He could see Ana watching over the edge of her book, see the sympathy in her eye as he described the life he was afraid he'd never go back to. He pretended not to see it.
Dinner was more of the same, with more venison. Reinhardt expressed approval for Gabriel's appetite, which led to a discussion of exercise and strength. Genji slipped into that conversation somewhere, scoffing that he was stronger, but the half-giant chided him.
"Gabriel is very strong for a mortal," he said firmly. "You are weak compared to me. Gabriel has convictions and purpose!" Reinhardt sounded very pleased by this.
"And the Reaper wants him to be its next host," Amari interjected in a tone of vague warning.
Reinhardt looked troubled by that. "He can still do good, surely? And having such a virtuous man at the reins will rein the beast in, no doubt..."
No one looked really convinced by that.
The half-giant invited Gabriel to watch the sunset with him, and he accepted purely to get away from the others. The air was chilly, but push-ups helped that, and they had a depressingly somber conversation about making the best of a bad situation. When they went back inside and Gabriel stretched out on the couch, he wished that whoever had kidnapped him would fucking get on with it already, or let him go back to his life.
===
Gabriel trembled with repressed rage, hands fisted at his sides, blood splattered on his knuckles, his uniform, his face. Liao was yelling at him, threatening to have his badge for that display of police brutality, but his attention was on the EMTs bandaging the perp. Behind them, more EMTs were examining the last victim. Fuck, she looked like she couldn't be older than twelve, dressed up and made up to look at least sixteen.

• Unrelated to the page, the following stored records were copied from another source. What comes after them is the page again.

//! End-to-end comparisons between two independent SQLite databases.

use std::sync::Arc;

use db_parity::compare::{
    BatchDriver, BatchSummary, CompareMode, Comparator, Divergence, DualRunner, FailurePolicy,
    Mismatch,
};
use db_parity::db::{ClientOptions, DatabaseClient, SqliteClient};
use db_parity::error::Result;
use db_parity::report::TextReporter;

/// Opens a fresh in-memory database and runs `setup` against it.
async fn seeded(setup: &[&str]) -> Arc<dyn DatabaseClient> {
    let client = SqliteClient::connect("sqlite::memory:", &ClientOptions::default())
        .await
        .unwrap();
    for sql in setup {
        client.execute_write(sql).await.unwrap();
    }
    Arc::new(client)
}

fn driver(a: Arc<dyn DatabaseClient>, b: Arc<dyn DatabaseClient>, mode: CompareMode) -> BatchDriver {
    BatchDriver::new(
        DualRunner::new(a, b),
        Comparator::new(mode, FailurePolicy::Lenient),
    )
}

/// Runs `statements` and collects every reported mismatch as
/// (index, divergence).
async fn collect(
    batch: &BatchDriver,
    statements: &[&str],
) -> (BatchSummary, Vec<(usize, Divergence)>) {
    let mut found = Vec::new();
    let mut reporter = |m: &Mismatch<'_>| -> Result<()> {
        found.push((m.index, m.divergence.clone()));
        Ok(())
    };
    let summary = batch.run(statements, &mut reporter).await.unwrap();
    (summary, found)
}

const SCHEMA: &str = "CREATE TABLE t (id INTEGER PRIMARY KEY, v INTEGER, name TEXT)";

#[tokio::test]
async fn test_identical_sources_with_blank_statement() {
    let a = seeded(&[
        SCHEMA,
        "INSERT INTO t (id, v, name) VALUES (1, 0, 'one'), (2, 0, 'two'), (3, 0, NULL)",
    ])
    .await;
    let b = seeded(&[
        SCHEMA,
        "INSERT INTO t (id, v, name) VALUES (3, 0, NULL), (1, 0, 'one'), (2, 0, 'two')",
    ])
    .await;

    let batch = driver(a, b, CompareMode::Unordered);
    let (summary, found) = collect(
        &batch,
        &["SELECT id FROM t ORDER BY id", "", "UPDATE t SET v=1 WHERE id=1"],
    )
    .await;

    assert!(found.is_empty(), "unexpected mismatches: {found:?}");
    assert_eq!(
        summary,
        BatchSummary {
            executed: 2,
            skipped: 1,
            inconsistent: 0
        }
    );
}

#[tokio::test]
async fn test_row_order_only_matters_when_ordered() {
    // Tables without an integer key are scanned in insertion order.
    let setup_a = ["CREATE TABLE u (name TEXT)", "INSERT INTO u VALUES ('a'), ('b')"];
    let setup_b = ["CREATE TABLE u (name TEXT)", "INSERT INTO u VALUES ('b'), ('a')"];
    let statements = ["SELECT name FROM u ORDER BY name", "SELECT name FROM u"];

    let ordered = driver(seeded(&setup_a).await, seeded(&setup_b).await, CompareMode::Ordered);
    let (_, found) = collect(&ordered, &statements).await;
    assert_eq!(found, vec![(1, Divergence::RowContent { row: 0 })]);

    let unordered = driver(
        seeded(&setup_a).await,
        seeded(&setup_b).await,
        CompareMode::Unordered,
    );
    let (summary, _) = collect(&unordered, &statements).await;
    assert!(summary.is_consistent());
}

#[tokio::test]
async fn test_differing_data_is_reported() {
    let a = seeded(&[SCHEMA, "INSERT INTO t (id, v) VALUES (1, 10), (2, 20)"]).await;
    let b = seeded(&[SCHEMA, "INSERT INTO t (id, v) VALUES (1, 10), (2, NULL)"]).await;

    let batch = driver(a, b, CompareMode::Ordered);
    let (summary, found) = collect(
        &batch,
        &[
            "SELECT id, v FROM t ORDER BY id",
            "UPDATE t SET v = 0 WHERE v IS NOT NULL",
        ],
    )
    .await;

    assert_eq!(summary.inconsistent, 2);
    assert_eq!(
        found,
        vec![
            (0, Divergence::RowContent { row: 1 }),
            (1, Divergence::AffectedRows { a: 2, b: 1 }),
        ]
    );
}

#[tokio::test]
async fn test_missing_table_on_one_side() {
    let a = seeded(&[SCHEMA]).await;
    let b = seeded(&[]).await;

    let batch = driver(a, b, CompareMode::Ordered);
    let (_, found) = collect(&batch, &["SELECT id FROM t", "SELECT id FROM nowhere"]).await;

    // Both sides fail the second statement, which counts as agreement.
    assert_eq!(
        found,
        vec![(
            0,
            Divergence::FailurePresence {
                a_failed: false,
                b_failed: true
            }
        )]
    );
}

#[tokio::test]
async fn test_strict_policy_accepts_identical_failures() {
    let a = seeded(&[SCHEMA]).await;
    let b = seeded(&["CREATE TABLE t (id INTEGER PRIMARY KEY)"]).await;

    let batch = BatchDriver::new(
        DualRunner::new(a, b),
        Comparator::new(CompareMode::Ordered, FailurePolicy::Strict),
    );
    let (_, found) = collect(
        &batch,
        &["SELECT missing_column FROM t", "SELECT * FROM nowhere"],
    )
    .await;

    assert!(found.is_empty(), "unexpected mismatches: {found:?}");
}

#[tokio::test]
async fn test_same_handle_on_both_sides_is_consistent() {
    let shared = seeded(&[
        SCHEMA,
        "INSERT INTO t (id, v, name) VALUES (1, 1, 'tab\there'), (2, NULL, x'00ff')",
    ])
    .await;

    let batch = driver(Arc::clone(&shared), shared, CompareMode::Ordered);
    let (summary, found) = collect(
        &batch,
        &[
            "SELECT * FROM t ORDER BY id",
            "SELECT * FROM t WHERE id > 100",
            "SELECT count(*), sum(v), avg(v) FROM t",
        ],
    )
    .await;

    assert!(found.is_empty(), "unexpected mismatches: {found:?}");
    assert_eq!(summary.executed, 3);
}

#[tokio::test]
async fn test_capacity_failure_on_one_side() {
    let a = SqliteClient::connect(
        "sqlite::memory:",
        &ClientOptions {
            max_rows: Some(1),
            ..ClientOptions::default()
        },
    )
    .await
    .unwrap();
    let b = seeded(&[]).await;

    let batch = driver(Arc::new(a), b, CompareMode::Ordered);
    let (_, found) = collect(&batch, &["SELECT 1 UNION ALL SELECT 2"]).await;

    assert_eq!(
        found,
        vec![(
            0,
            Divergence::FailurePresence {
                a_failed: true,
                b_failed: false
            }
        )]
    );
}

#[tokio::test]
async fn test_text_report_for_inconsistency() {
    let a = seeded(&[SCHEMA, "INSERT INTO t (id, name) VALUES (1, 'x')"]).await;
    let b = seeded(&[SCHEMA, "INSERT INTO t (id, name) VALUES (1, 'y')"]).await;

    let batch = driver(a, b, CompareMode::Ordered);
    let mut reporter = TextReporter::new(Vec::new());
    let summary = batch
        .run(&["SELECT id, name FROM t"], &mut reporter)
        .await
        .unwrap();

    assert_eq!(summary.inconsistent, 1);
    let report = String::from_utf8(reporter.into_inner()).unwrap();
    assert!(report.contains("[source A]\nid\tname\n1\tx\n"));
    assert!(report.contains("[source B]\nid\tname\n1\ty\n"));
}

He remembered this. The girl had been underage, the perp had gone to jail, and within three weeks someone had shoved a sharpened toothbrush between his ribs. The EMTs started shouting as a sharpened toothbrush suddenly materialized in their patient, and through his rage, Gabriel grinned.
This was a dream.
"Shut the fuck up, Liao," he snarled.
Amari fell into step beside him as he stalked away, looking shaken and glancing back over her shoulder.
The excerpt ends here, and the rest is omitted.